With the bulk of County’s under-18s squad still at school, Ferguson says it was not possible to make up a side to compete in the tournament.
Ferguson said: “To have a full colts team in Covid times, when we have not been playing, has been difficult.
“Livingston are in the same boat as ourselves. There are city clubs in the Premiership with bigger academies than ourselves that carry a lot of players. It’s not an issue for them.
“We have four or five younger ones in the group but to field a team of under-21s was impossible for us to do.
“We don’t have enough under-21 players to do it. Due to Covid we didn’t carry a development squad because there was nowhere for them to play. There’s no reserve league.
“If we were stockpiling players it wouldn’t be the right thing to do, for a group of under-21s to play only in the Challenge Cup.
“There will be under-18s but we are talking about schoolkids who are 15 or 16. The ones who are older we have got in full-time, and we will be putting them out on loan when we bring in the players we need.”
With County running a particularly young under-18s squad this term, Ferguson hopes the club can benefit from giving them time to emerge through the youth ranks.
Former Staggies co-manager Ferguson added: “We have looked at having a sustainable model. The academy has been run in a skeleton kind of way because of Covid, which has had a knock-on effect to our under-18s team.
“We had a vision for that, but it’s a really young under-18s team. We would still be talking about schoolkids who are not full time.
“We have to look at the welfare of the kids.
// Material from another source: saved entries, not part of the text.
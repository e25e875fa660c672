//! Wordle Game
//!
//! Rules engine for a Wordle-style word game: validates guesses, classifies
//! each letter against the secret word and tracks when the game ends.
//!
//! # Quick Start
//!
//! ```rust
//! use wordle_game::core::{Game, LetterStatus};
//! use wordle_game::source::{Dictionary, FixedWord};
//!
//! let mut game = Game::new(FixedWord::new("APPLE", Dictionary::embedded()));
//!
//! let guess = game.append_guess("PLACE").unwrap();
//! assert_eq!(guess[4].status(), LetterStatus::Correct);
//!
//! game.append_guess("APPLE").unwrap();
//! assert!(game.is_solved());
//! ```

// Core game rules
pub mod core;

// Word providers
pub mod source;

// Word lists
pub mod wordlists;

// Command implementations
pub mod commands;

// Terminal output formatting
pub mod output;
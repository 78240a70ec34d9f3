pub use sea_orm_migration::prelude::*;

mod m20240301_000001_create_meal_types_table;
mod m20240301_000002_create_menu_items_table;
mod m20240301_000003_create_users_table;
mod m20240301_000004_create_orders_table;
mod m20240301_000005_create_order_items_table;

pub struct Migrator;

#[async_trait::async_trait]
impl MigratorTrait for Migrator {
    fn migrations() -> Vec<Box<dyn MigrationTrait>> {
        vec![
            Box::new(m20240301_000001_create_meal_types_table::Migration),
            Box::new(m20240301_000002_create_menu_items_table::Migration),
            Box::new(m20240301_000003_create_users_table::Migration),
            Box::new(m20240301_000004_create_orders_table::Migration),
            Box::new(m20240301_000005_create_order_items_table::Migration),
        ]
    }
}
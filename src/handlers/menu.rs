use crate::{
    entities::meal_type,
    errors::ServiceError,
    handlers::AppState,
    services::menu::MenuItemView,
};
use axum::{
    extract::{Path, State},
    routing::get,
    Json, Router,
};

/// Public catalog routes
pub fn menu_routes() -> Router<AppState> {
    Router::new()
        .route("/meal-types", get(list_meal_types))
        .route("/menu/:meal_type_id", get(menu_for_meal_type))
}

#[utoipa::path(
    get,
    path = "/api/meal-types",
    summary = "List meal types",
    responses((status = 200, description = "All meal types", body = [meal_type::Model])),
    tag = "menu"
)]
pub async fn list_meal_types(
    State(state): State<AppState>,
) -> Result<Json<Vec<meal_type::Model>>, ServiceError> {
    Ok(Json(state.services.menu.list_meal_types().await?))
}

#[utoipa::path(
    get,
    path = "/api/menu/{meal_type_id}",
    summary = "Menu for a meal type",
    description = "Available items only, ordered by name.",
    params(("meal_type_id" = i32, Path, description = "Meal type ID")),
    responses((status = 200, description = "Available menu items", body = [MenuItemView])),
    tag = "menu"
)]
pub async fn menu_for_meal_type(
    State(state): State<AppState>,
    Path(meal_type_id): Path<i32>,
) -> Result<Json<Vec<MenuItemView>>, ServiceError> {
    Ok(Json(
        state.services.menu.menu_for_meal_type(meal_type_id).await?,
    ))
}
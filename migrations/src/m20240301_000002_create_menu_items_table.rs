use sea_orm_migration::prelude::*;

use super::m20240301_000001_create_meal_types_table::MealTypes;

#[derive(DeriveMigrationName)]
pub struct Migration;

#[async_trait::async_trait]
impl MigrationTrait for Migration {
    async fn up(&self, manager: &SchemaManager) -> Result<(), DbErr> {
        manager
            .create_table(
                Table::create()
                    .table(MenuItems::Table)
                    .if_not_exists()
                    .col(
                        ColumnDef::new(MenuItems::Id)
                            .integer()
                            .not_null()
                            .auto_increment()
                            .primary_key(),
                    )
                    .col(ColumnDef::new(MenuItems::Name).string_len(255).not_null())
                    .col(
                        ColumnDef::new(MenuItems::Price)
                            .decimal_len(10, 2)
                            .not_null(),
                    )
                    .col(ColumnDef::new(MenuItems::MealTypeId).integer().not_null())
                    .col(
                        ColumnDef::new(MenuItems::IsAvailable)
                            .boolean()
                            .not_null()
                            .default(true),
                    )
                    .col(
                        ColumnDef::new(MenuItems::CreatedAt)
                            .timestamp_with_time_zone()
                            .not_null(),
                    )
                    .col(
                        ColumnDef::new(MenuItems::UpdatedAt)
                            .timestamp_with_time_zone()
                            .not_null(),
                    )
                    .foreign_key(
                        ForeignKey::create()
                            .name("fk_menu_items_meal_type_id")
                            .from(MenuItems::Table, MenuItems::MealTypeId)
                            .to(MealTypes::Table, MealTypes::Id)
                            .on_delete(ForeignKeyAction::Restrict)
                            .on_update(ForeignKeyAction::Cascade),
                    )
                    .to_owned(),
            )
            .await?;

        manager
            .create_index(
                Index::create()
                    .name("idx_menu_items_meal_type_id")
                    .table(MenuItems::Table)
                    .col(MenuItems::MealTypeId)
                    .to_owned(),
            )
            .await
    }

    async fn down(&self, manager: &SchemaManager) -> Result<(), DbErr> {
        manager
            .drop_table(Table::drop().table(MenuItems::Table).to_owned())
            .await
    }
}

#[derive(DeriveIden)]
pub enum MenuItems {
    Table,
    Id,
    Name,
    Price,
    MealTypeId,
    IsAvailable,
    CreatedAt,
    UpdatedAt,
}
//! Canteen ordering backend
//!
//! Menu browsing, order placement and kitchen/finance reporting over a
//! relational store.
#![forbid(unsafe_code)]
#![deny(rust_2018_idioms)]
#![allow(elided_lifetimes_in_paths)]
#![warn(clippy::all, clippy::perf, clippy::dbg_macro)]

pub mod auth;
pub mod config;
pub mod db;
pub mod entities;
pub mod errors;
pub mod handlers;
pub mod middleware_helpers;
pub mod money;
pub mod openapi;
pub mod services;
pub mod tracing;

use axum::{Extension, Router};
use http::HeaderValue;
use sea_orm::DatabaseConnection;
use std::sync::Arc;
use tower_http::{
    cors::{AllowOrigin, CorsLayer},
    timeout::TimeoutLayer,
};

// App state definition
#[derive(Clone)]
pub struct AppState {
    pub db: Arc<DatabaseConnection>,
    pub config: config::AppConfig,
    pub services: handlers::AppServices,
}

impl AppState {
    pub fn new(db: Arc<DatabaseConnection>, config: config::AppConfig) -> Self {
        let services = handlers::AppServices::new(db.clone(), auth::AuthConfig::from(&config));
        Self {
            db,
            config,
            services,
        }
    }
}

/// Everything mounted under `/api`.
pub fn api_routes() -> Router<AppState> {
    Router::new()
        .nest("/orders", handlers::orders::order_routes())
        .merge(handlers::menu::menu_routes())
        .nest(
            "/admin",
            handlers::admin::admin_routes().merge(handlers::auth::auth_routes()),
        )
}

fn cors_layer(cfg: &config::AppConfig) -> CorsLayer {
    let origins: Vec<HeaderValue> = cfg
        .cors_origins()
        .iter()
        .filter_map(|origin| match HeaderValue::from_str(origin) {
            Ok(value) => Some(value),
            Err(_) => {
                ::tracing::warn!(%origin, "Ignoring invalid CORS origin");
                None
            }
        })
        .collect();

    if !origins.is_empty() {
        CorsLayer::new()
            .allow_origin(AllowOrigin::list(origins))
            .allow_methods(tower_http::cors::Any)
            .allow_headers(tower_http::cors::Any)
    } else if cfg.should_allow_permissive_cors() {
        CorsLayer::permissive()
    } else {
        CorsLayer::new()
    }
}

/// Assembles the full HTTP application with its middleware stack.
pub fn build_router(state: AppState) -> Router {
    Router::new()
        .merge(handlers::health::health_routes())
        .nest("/api", api_routes())
        .merge(openapi::openapi_routes())
        .layer(Extension(state.services.auth.clone()))
        .layer(TimeoutLayer::new(state.config.request_timeout()))
        .layer(cors_layer(&state.config))
        .layer(crate::tracing::configure_http_tracing())
        .layer(axum::middleware::from_fn(
            middleware_helpers::request_id::request_id_middleware,
        ))
        .with_state(state)
}
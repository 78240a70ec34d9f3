use chrono::{DateTime, Utc};
use rust_decimal::Decimal;
use sea_orm::entity::prelude::*;
use serde::{Deserialize, Serialize};
use utoipa::ToSchema;

/// Lifecycle status of an order.
///
/// Any status may be set from any other status.
#[derive(
    Clone,
    Copy,
    Debug,
    PartialEq,
    Eq,
    EnumIter,
    DeriveActiveEnum,
    Serialize,
    Deserialize,
    ToSchema,
    strum::Display,
    strum::EnumString,
)]
#[sea_orm(rs_type = "String", db_type = "String(StringLen::N(32))")]
pub enum OrderStatus {
    #[sea_orm(string_value = "Pending")]
    Pending,
    #[sea_orm(string_value = "Confirmed")]
    Confirmed,
    #[sea_orm(string_value = "Ready")]
    Ready,
    #[sea_orm(string_value = "Completed")]
    Completed,
    #[sea_orm(string_value = "Cancelled")]
    Cancelled,
}

impl OrderStatus {
    /// Statuses whose items still need to be prepared by the kitchen.
    pub fn awaiting_preparation() -> [OrderStatus; 2] {
        [OrderStatus::Pending, OrderStatus::Confirmed]
    }
}

/// The `orders` table.
#[derive(Clone, Debug, PartialEq, DeriveEntityModel, Serialize, Deserialize)]
#[sea_orm(table_name = "orders")]
pub struct Model {
    #[sea_orm(primary_key)]
    pub id: i32,

    pub customer_name: String,

    /// Always equal to the sum of `quantity * price_at_order` over the order's items.
    #[sea_orm(column_type = "Decimal(Some((10, 2)))")]
    pub total_amount: Decimal,

    /// Server-assigned; refreshed whenever the order contents are replaced.
    pub order_date: DateTime<Utc>,

    pub status: OrderStatus,
}

#[derive(Copy, Clone, Debug, EnumIter, DeriveRelation)]
pub enum Relation {
    #[sea_orm(has_many = "super::order_item::Entity")]
    OrderItems,
}

impl Related<super::order_item::Entity> for Entity {
    fn to() -> RelationDef {
        Relation::OrderItems.def()
    }
}

impl ActiveModelBehavior for ActiveModel {}
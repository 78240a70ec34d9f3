use crate::tracing::RequestId;
use axum::{
    extract::Request,
    http::{header::HeaderName, HeaderValue},
    middleware::Next,
    response::Response,
};
use tracing::Instrument;

/// Header name for the request ID
pub const REQUEST_ID_HEADER: &str = "x-request-id";

const MAX_REQUEST_ID_LEN: usize = 128;

/// Attaches a request ID to every request, reusing the caller's when it is sane.
pub async fn request_id_middleware(mut request: Request, next: Next) -> Response {
    let request_id = request
        .headers()
        .get(REQUEST_ID_HEADER)
        .and_then(|v| v.to_str().ok())
        .filter(|v| !v.is_empty() && v.len() <= MAX_REQUEST_ID_LEN)
        .map(RequestId::new)
        .unwrap_or_default();

    let header_value = HeaderValue::from_str(request_id.as_str()).ok();
    if let Some(value) = header_value.clone() {
        request
            .headers_mut()
            .insert(HeaderName::from_static(REQUEST_ID_HEADER), value);
    }

    request.extensions_mut().insert(request_id.clone());

    let span = tracing::info_span!(
        "request",
        request_id = %request_id,
        method = %request.method(),
        uri = %request.uri(),
    );

    let mut response =
        crate::tracing::scope_request_id(request_id, next.run(request).instrument(span)).await;

    if let Some(value) = header_value {
        response
            .headers_mut()
            .insert(HeaderName::from_static(REQUEST_ID_HEADER), value);
    }

    response
}

#[cfg(test)]
mod tests {
    use super::*;
    use axum::{
        body::{to_bytes, Body},
        extract::Extension,
        http::{Request as HttpRequest, StatusCode},
        routing::get,
        Router,
    };
    use tower::ServiceExt;

    async fn extension_handler(
        Extension(request_id): Extension<RequestId>,
    ) -> (StatusCode, String) {
        (
            StatusCode::OK,
            format!("request-id:{}", request_id.as_str()),
        )
    }

    fn app() -> Router {
        Router::new()
            .route("/", get(extension_handler))
            .layer(axum::middleware::from_fn(request_id_middleware))
    }

    #[tokio::test]
    async fn middleware_adds_request_id_header_and_extension() {
        let response = app()
            .oneshot(
                HttpRequest::builder()
                    .uri("/")
                    .method("GET")
                    .body(Body::empty())
                    .unwrap(),
            )
            .await
            .unwrap();

        let header = response
            .headers()
            .get(REQUEST_ID_HEADER)
            .and_then(|v| v.to_str().ok())
            .map(str::to_string)
            .expect("request id header");

        let body = to_bytes(response.into_body(), usize::MAX).await.unwrap();
        let body_str = String::from_utf8(body.to_vec()).unwrap();
        assert_eq!(body_str, format!("request-id:{}", header));
    }

    #[tokio::test]
    async fn middleware_reuses_caller_request_id() {
        let response = app()
            .oneshot(
                HttpRequest::builder()
                    .uri("/")
                    .header(REQUEST_ID_HEADER, "till-42")
                    .body(Body::empty())
                    .unwrap(),
            )
            .await
            .unwrap();

        assert_eq!(
            response.headers().get(REQUEST_ID_HEADER).unwrap(),
            "till-42"
        );
    }

    #[tokio::test]
    async fn oversized_request_id_is_replaced() {
        let oversized = "x".repeat(MAX_REQUEST_ID_LEN + 1);
        let response = app()
            .oneshot(
                HttpRequest::builder()
                    .uri("/")
                    .header(REQUEST_ID_HEADER, oversized.as_str())
                    .body(Body::empty())
                    .unwrap(),
            )
            .await
            .unwrap();

        let header = response.headers().get(REQUEST_ID_HEADER).unwrap();
        assert_ne!(header, oversized.as_str());
    }
}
The academy has been shut so they have not been training. Club Academy Scotland is in the middle of a six-week shutdown, so it’s not even like they are playing any games.
“They are on their school holidays, but they would not be playing against people their age – it’s a man’s competition.
“We are in that transition period.”
Ferguson is confident County’s youth academy will be able to flourish again in the coming months, having been affected by a number of lockdowns caused by the pandemic.
He added: “We have done exceptionally well. When we were in the lockdown period everything was being done at home, it was individual programmes.
“Gordon Duff along with his team did a fantastic job in making sure we were still engaging with the kids and still having contact time with them.
“We picked four or five games up when we were allowed to again, and then it came into the period where it shut down because of the school holidays.
“Just as we were getting going again, it shut down again.
“We are not scheduled to play another academy game until about three weeks’ time.
“We are hoping it will be a bit more back to normal soon. Every club will be the same.
“The SFA are reviewing the period between 2022 and 2025. The academy is a big part of our structure at the football club.”